One 27-year-old man, Diadie Camara, was forced back to Mauritania via Morocco, he told Reuters. Camara had escaped race-based inherited slavery, still a common practice in Mauritania, and was in hiding from the family that had enslaved him.
All of the 29 people had been granted protection from removal to their home countries by US courts. Sending people to a third country knowing they will likely be sent to back to a dangerous home country is called chain refoulement. Chain refoulement "violates the Immigration and Nationality Act (INA), the Foreign Affairs Reform and Restructuring Act, Constitutional due process protections, and international treaty obligations codified in U.S. law including the prohibition on refoulement" and is being challenged in federal court, according to the Third Country Deportation Watch website maintained by Refugees International and Human Rights First.
Equatorial Guinea is a corrupt and authoritarian state under the control of Teodoro Nguema Obiang and his eponymous "playboy prince" son since 1979, which is propped up by oil wealth funneled to and through multinational corporations. It received a $7.5 million payment from State Dept. funds meant for refugees in exchange for taking the migrants, according to report from Senate Democrats.
Most of the known third-country nationals sent to Ghana were detained for days or weeks and then forcibly removed to their home countries. Others were expelled to Togo without identification, making them effectively stateless. The legality of the agreement with the US is being challenged in Ghanian court.

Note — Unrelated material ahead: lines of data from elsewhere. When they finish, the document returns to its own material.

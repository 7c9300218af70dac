//! Configuration module
//!
//! Handles parsing and validating JSON crawl configurations.
//!
//! # Example
//!
//! ```no_run
//! use gleaner::config::load_config;
//! use std::path::Path;
//!
//! let config = load_config(Path::new("crawl.json")).unwrap();
//! println!("Crawling {} with the {} engine", config.start_url, config.engine);
//! ```

mod parser;
mod types;
mod validation;

// Re-export types
pub use types::{
    CrawlConfig, EngineKind, ExtractorConfig, NavigationConfig, PaginationConfig, WaitConfig,
};

// Re-export parser and validation entry points
pub use parser::{load_config, parse_config};
pub use validation::{check, validate, ValidationReport};
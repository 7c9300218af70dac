//! List-page navigation
//!
//! Walks one list page: enumerate its items, then visit each item's
//! detail page (or extract the item in place when no detail link is
//! configured). A failure on one item is recorded and never stops the
//! walk; only the caller treats list-page loads themselves as fatal.

use crate::backend::{Backend, Target};
use crate::config::CrawlConfig;
use crate::crawler::extractor::extract;
use crate::output::{CrawlError, ExtractedRecord};
use url::Url;

/// Records and errors accumulated from one list page
#[derive(Debug, Default)]
pub struct PageOutcome {
    pub records: Vec<ExtractedRecord>,
    pub errors: Vec<CrawlError>,
}

/// Processes one loaded list page
///
/// With no `navigation` configured the page itself is the sole extraction
/// target. Otherwise items are enumerated in document order and their
/// detail URLs are resolved up front, against the still-loaded list page;
/// visits then proceed one at a time with the configured inter-request
/// delay between consecutive visits, applied even when a visit failed.
pub async fn walk_list_page<B: Backend>(
    backend: &mut B,
    page: &B::Page,
    config: &CrawlConfig,
) -> PageOutcome {
    let page_url = backend.page_url(page).clone();
    let mut outcome = PageOutcome::default();

    let Some(nav) = &config.navigation else {
        let (record, field_errors) =
            extract(backend, Target::Page(page), &config.extractors, &page_url).await;
        outcome.records.push(record);
        outcome.errors.extend(field_errors);
        return outcome;
    };

    backend.wait_for(page, &nav.list_items_selector).await;

    let items = match backend
        .query_all(Target::Page(page), &nav.list_items_selector)
        .await
    {
        Ok(items) => items,
        Err(e) => {
            outcome
                .errors
                .push(CrawlError::page(page_url.as_str(), e.to_string()));
            return outcome;
        }
    };

    tracing::info!("Found {} items on {}", items.len(), page_url);

    match &nav.detail_link_selector {
        Some(link_selector) => {
            // Resolve every detail URL before leaving the list page.
            let mut plan = Vec::with_capacity(items.len());
            for (index, item) in items.iter().enumerate() {
                plan.push(
                    resolve_detail_url(
                        backend,
                        item,
                        index,
                        link_selector,
                        &nav.detail_link_attribute,
                        &page_url,
                    )
                    .await,
                );
            }

            for (index, planned) in plan.into_iter().enumerate() {
                if index > 0 {
                    tokio::time::sleep(config.wait_config.request_delay()).await;
                }
                match planned {
                    Err(error) => outcome.errors.push(error),
                    Ok(detail_url) => {
                        visit_detail(backend, index, &detail_url, config, &mut outcome).await;
                    }
                }
            }
        }
        None => {
            for (index, item) in items.iter().enumerate() {
                if index > 0 {
                    tokio::time::sleep(config.wait_config.request_delay()).await;
                }
                let (record, field_errors) =
                    extract(backend, Target::Element(item), &config.extractors, &page_url).await;
                outcome.records.push(record);
                outcome.errors.extend(field_errors);
            }
        }
    }

    outcome
}

/// Opens one detail page, extracts it, and releases it
async fn visit_detail<B: Backend>(
    backend: &mut B,
    index: usize,
    detail_url: &Url,
    config: &CrawlConfig,
    outcome: &mut PageOutcome,
) {
    tracing::debug!("Visiting detail page {} for item {}", detail_url, index);

    let detail_page = match backend.open(detail_url).await {
        Ok(page) => page,
        Err(e) => {
            tracing::warn!("Item {} detail page failed: {}", index, e);
            outcome.errors.push(CrawlError::item(
                index,
                Some(detail_url.to_string()),
                e.to_string(),
            ));
            return;
        }
    };

    let final_url = backend.page_url(&detail_page).clone();
    let (record, field_errors) = extract(
        backend,
        Target::Page(&detail_page),
        &config.extractors,
        &final_url,
    )
    .await;
    outcome.records.push(record);
    outcome.errors.extend(field_errors);

    backend.close_page(detail_page).await;
}

/// Resolves an item's detail URL against the list page URL
async fn resolve_detail_url<B: Backend>(
    backend: &B,
    item: &B::Element,
    index: usize,
    link_selector: &str,
    link_attribute: &str,
    base: &Url,
) -> Result<Url, CrawlError> {
    let link = backend
        .query_one(Target::Element(item), link_selector)
        .await
        .map_err(|e| CrawlError::item(index, None, e.to_string()))?;

    let Some(link) = link else {
        return Err(CrawlError::item(
            index,
            None,
            format!("no element matched detail link selector '{}'", link_selector),
        ));
    };

    let href = backend
        .read(&link, link_attribute)
        .await
        .map_err(|e| CrawlError::item(index, None, e.to_string()))?;

    let Some(href) = href else {
        return Err(CrawlError::item(
            index,
            None,
            format!("detail link has no '{}' attribute", link_attribute),
        ));
    };

    base.join(&href).map_err(|e| {
        CrawlError::item(
            index,
            None,
            format!("cannot resolve detail URL '{}': {}", href, e),
        )
    })
}
//! Pagination
//!
//! Drives the navigation engine across successive list pages. Only the
//! very first page load is fatal; everything after it is accumulated and
//! the walk stops early instead of aborting.

use crate::backend::{Backend, Target};
use crate::config::{CrawlConfig, PaginationConfig};
use crate::crawler::navigator;
use crate::crawler::resolver;
use crate::output::{CrawlError, ExtractedRecord, FieldValue};
use url::Url;

/// Everything accumulated across the whole walk
#[derive(Debug, Default)]
pub struct CrawlOutcome {
    pub records: Vec<ExtractedRecord>,
    pub errors: Vec<CrawlError>,
    pub next_page_url: Option<String>,
    /// Set when the initial page could not be loaded
    pub fatal: bool,
}

/// Walks list pages from the configured start URL
///
/// Termination conditions are checked in order after each list page:
/// no next-page URL resolved (pagination exhausted), the page counter
/// reaching `max_pages` (the unvisited next URL is surfaced in the
/// outcome), otherwise the walk continues onto the resolved URL. With
/// pagination disabled or absent exactly one list page is processed.
pub async fn run<B: Backend>(backend: &mut B, config: &CrawlConfig) -> CrawlOutcome {
    let mut outcome = CrawlOutcome::default();

    let start_url = match Url::parse(&config.start_url) {
        Ok(url) => url,
        Err(e) => {
            outcome.errors.push(CrawlError::page(
                &config.start_url,
                format!("invalid start URL: {}", e),
            ));
            outcome.fatal = true;
            return outcome;
        }
    };

    let mut current = match backend.open(&start_url).await {
        Ok(page) => page,
        Err(e) => {
            tracing::error!("Initial page load failed: {}", e);
            outcome
                .errors
                .push(CrawlError::page(start_url.as_str(), e.to_string()));
            outcome.fatal = true;
            return outcome;
        }
    };

    let mut pages_processed: u32 = 0;

    loop {
        let page_url = backend.page_url(&current).clone();
        tracing::info!("Processing list page {}: {}", pages_processed + 1, page_url);

        let page_outcome = navigator::walk_list_page(backend, &current, config).await;
        outcome.records.extend(page_outcome.records);
        outcome.errors.extend(page_outcome.errors);
        pages_processed += 1;

        let Some(pagination) = config.pagination.as_ref().filter(|p| p.enabled) else {
            backend.close_page(current).await;
            break;
        };

        let next = match resolve_next_url(backend, &current, pagination, &page_url).await {
            Ok(next) => next,
            Err(error) => {
                outcome.errors.push(error);
                backend.close_page(current).await;
                break;
            }
        };

        let Some(next) = next else {
            tracing::info!("Pagination exhausted after {} pages", pages_processed);
            backend.close_page(current).await;
            break;
        };

        // A next link pointing back at the current page would loop forever.
        if next == page_url {
            backend.close_page(current).await;
            break;
        }

        if let Some(max_pages) = pagination.max_pages {
            if pages_processed >= max_pages {
                tracing::info!(
                    "Reached max_pages = {}, surfacing next page {}",
                    max_pages,
                    next
                );
                outcome.next_page_url = Some(next.to_string());
                backend.close_page(current).await;
                break;
            }
        }

        current = match backend.navigate(current, &next).await {
            Ok(page) => page,
            Err(e) => {
                // Not the initial page: record it and stop, never abort.
                tracing::warn!("Next list page {} failed to load: {}", next, e);
                outcome
                    .errors
                    .push(CrawlError::page(next.as_str(), e.to_string()));
                break;
            }
        };
    }

    outcome
}

/// Resolves the next-page URL from the just-processed list page
async fn resolve_next_url<B: Backend>(
    backend: &B,
    page: &B::Page,
    pagination: &PaginationConfig,
    base: &Url,
) -> Result<Option<Url>, CrawlError> {
    let Some(selector) = pagination.next_page_selector.as_deref() else {
        return Ok(None);
    };

    let resolved = resolver::resolve(
        backend,
        Target::Page(page),
        selector,
        &pagination.next_page_attribute,
        false,
    )
    .await
    .map_err(|e| CrawlError::page(base.as_str(), e.to_string()))?;

    match resolved {
        FieldValue::Single(Some(href)) => base.join(&href).map(Some).map_err(|e| {
            CrawlError::page(
                base.as_str(),
                format!("cannot resolve next page URL '{}': {}", href, e),
            )
        }),
        _ => Ok(None),
    }
}
//! Context-sensitive tokenizer for access log lines.
//!
//! A combined log line mixes plain words with two compound fields, the
//! bracketed timestamp (`[01/Jan/2023:00:00:01 +0000]`) and quoted strings
//! such as the request line or the user agent. Splitting on whitespace would
//! shatter those, so the tokenizer keeps every bracket or quote span intact:
//!
//! ```rust
//! use rsla::token::tokenize;
//!
//! let tokens = tokenize(r#"1.2.3.4 - - [01/Jan/2023:00:00:01 +0000] "GET / HTTP/1.1" 200"#);
//! assert_eq!(tokens[3], "[01/Jan/2023:00:00:01 +0000]");
//! assert_eq!(tokens[4], r#""GET / HTTP/1.1""#);
//! ```

use regex::Regex;
use std::sync::OnceLock;

/// Iterator over the tokens of a single line.
///
/// Tokens borrow from the line. Escape sequences inside quotes are kept
/// verbatim, only their effect on where the quote ends is honoured.
#[derive(Debug, Clone)]
pub struct Tokens<'a> {
    line: &'a str,
    pos: usize,
}

impl<'a> Tokens<'a> {
    /// Create a tokenizer over `line`.
    pub fn new(line: &'a str) -> Self {
        Self { line, pos: 0 }
    }

    /// End (exclusive) of a bracketed span opening at `start`.
    ///
    /// An unterminated bracket runs to the end of the line.
    fn bracket_end(&self, start: usize) -> usize {
        match self.line[start + 1..].find(']') {
            Some(i) => start + 1 + i + 1,
            None => self.line.len(),
        }
    }

    /// End (exclusive) of a quoted span opening at `start`.
    ///
    /// A backslash swallows the character after it, so `\"` never closes the
    /// quote. An unterminated quote runs to the end of the line.
    fn quote_end(&self, start: usize) -> usize {
        let body = &self.line[start + 1..];
        let mut chars = body.char_indices();
        while let Some((i, c)) = chars.next() {
            match c {
                '\\' => {
                    chars.next();
                }
                '"' => return start + 1 + i + 1,
                _ => {}
            }
        }
        self.line.len()
    }

    /// End (exclusive) of a plain word starting at `start`.
    fn word_end(&self, start: usize) -> usize {
        match self.line[start..].find(' ') {
            Some(i) => start + i,
            None => self.line.len(),
        }
    }
}

impl<'a> Iterator for Tokens<'a> {
    type Item = &'a str;

    fn next(&mut self) -> Option<Self::Item> {
        let rest = &self.line[self.pos..];
        let start = self.pos + (rest.len() - rest.trim_start_matches(' ').len());
        if start >= self.line.len() {
            self.pos = self.line.len();
            return None;
        }

        let end = match self.line[start..].chars().next() {
            Some('[') => self.bracket_end(start),
            Some('"') => self.quote_end(start),
            _ => self.word_end(start),
        };

        self.pos = end;
        let token = &self.line[start..end];
        tracing::trace!(token, "token found");
        Some(token)
    }
}

/// Split a raw log line into tokens.
///
/// Never fails: whatever can be recovered from a malformed line is returned.
pub fn tokenize(line: &str) -> Vec<&str> {
    Tokens::new(line).collect()
}

fn request_line() -> &'static Regex {
    static REQUEST_LINE: OnceLock<Regex> = OnceLock::new();
    REQUEST_LINE.get_or_init(|| {
        Regex::new(r"^([A-Z]+) +(\S+)").expect("valid request line regex")
    })
}

/// Tokenize a field that may be wrapped in double quotes.
///
/// A quoted request line (`"GET /x HTTP/1.1"`) yields exactly the method and
/// the path, the protocol is dropped. Any other quoted content comes back as
/// a single token. Unquoted input is handed to [`tokenize`].
///
/// ```rust
/// use rsla::token::tokenize_unquote;
///
/// assert_eq!(tokenize_unquote(r#""GET /x HTTP/1.1""#), vec!["GET", "/x"]);
/// assert_eq!(tokenize_unquote(r#""-""#), vec!["-"]);
/// ```
pub fn tokenize_unquote(token: &str) -> Vec<&str> {
    let Some(inner) = strip_quotes(token) else {
        return tokenize(token);
    };

    if let Some(captures) = request_line().captures(inner) {
        if let (Some(method), Some(path)) = (captures.get(1), captures.get(2)) {
            return vec![method.as_str(), path.as_str()];
        }
    }

    if inner.is_empty() {
        Vec::new()
    } else {
        vec![inner]
    }
}

/// Remove one pair of surrounding double quotes, if present.
pub fn unquote(field: &str) -> &str {
    strip_quotes(field).unwrap_or(field)
}

fn strip_quotes(s: &str) -> Option<&str> {
    if s.len() >= 2 && s.starts_with('"') && s.ends_with('"') {
        Some(&s[1..s.len() - 1])
    } else {
        None
    }
}

#[cfg(test)]
mod tests {
    use super::*;

    #[test]
    fn test_plain_words() {
        assert_eq!(
            tokenize("token1 token2 token3"),
            vec!["token1", "token2", "token3"]
        );
        assert_eq!(tokenize("  padded   words  "), vec!["padded", "words"]);
        assert!(tokenize("").is_empty());
        assert!(tokenize("    ").is_empty());
    }

    #[test]
    fn test_brackets() {
        assert_eq!(tokenize("[a b c] d"), vec!["[a b c]", "d"]);
        assert_eq!(
            tokenize("[token1] [token2] token3"),
            vec!["[token1]", "[token2]", "token3"]
        );
    }

    #[test]
    fn test_quotes() {
        assert_eq!(tokenize(r#""a b" c"#), vec![r#""a b""#, "c"]);
        assert_eq!(tokenize(r#""a\"b" c"#), vec![r#""a\"b""#, "c"]);
        assert_eq!(tokenize(r#""a\\" c"#), vec![r#""a\\""#, "c"]);
    }

    #[test]
    fn test_unterminated_spans_run_to_end() {
        assert_eq!(tokenize("a [b c"), vec!["a", "[b c"]);
        assert_eq!(tokenize(r#"a "b c"#), vec!["a", r#""b c"#]);
        assert_eq!(tokenize(r#"a "b\"#), vec!["a", r#""b\"#]);
        assert_eq!(tokenize(r#"""#), vec![r#"""#]);
    }

    #[test]
    fn test_multibyte_content() {
        assert_eq!(
            tokenize(r#"é "ü ñ" [日本 語] ok"#),
            vec!["é", r#""ü ñ""#, "[日本 語]", "ok"]
        );
        assert_eq!(tokenize(r#""ü\ñ" x"#), vec![r#""ü\ñ""#, "x"]);
    }

    #[test]
    fn test_adjacent_span_without_space() {
        assert_eq!(tokenize(r#""a"b c"#), vec![r#""a""#, "b", "c"]);
    }

    #[test]
    fn test_tokenize_unquote() {
        assert_eq!(tokenize_unquote(r#""GET /x HTTP/1.1""#), vec!["GET", "/x"]);
        assert_eq!(tokenize_unquote(r#""POST /api""#), vec!["POST", "/api"]);
        assert_eq!(tokenize_unquote(r#""not a request""#), vec!["not a request"]);
        assert_eq!(tokenize_unquote(r#""-""#), vec!["-"]);
        assert!(tokenize_unquote(r#""""#).is_empty());
        assert_eq!(tokenize_unquote("GET /x HTTP/1.1"), vec!["GET", "/x", "HTTP/1.1"]);
    }

    #[test]
    fn test_unquote() {
        assert_eq!(unquote(r#""agentA""#), "agentA");
        assert_eq!(unquote("plain"), "plain");
        assert_eq!(unquote(r#"""#), r#"""#);
    }
}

The 17 third-country nationals previously sent to Cameroon were detained at a government compound and pressured to return to their home countries. Attorneys and journalists who attempted to visit them in February were briefly arrested, according to the New York Times.
ICE and Department of Homeland Security did not immediately respond to requests for comment. This story will be updated if they do.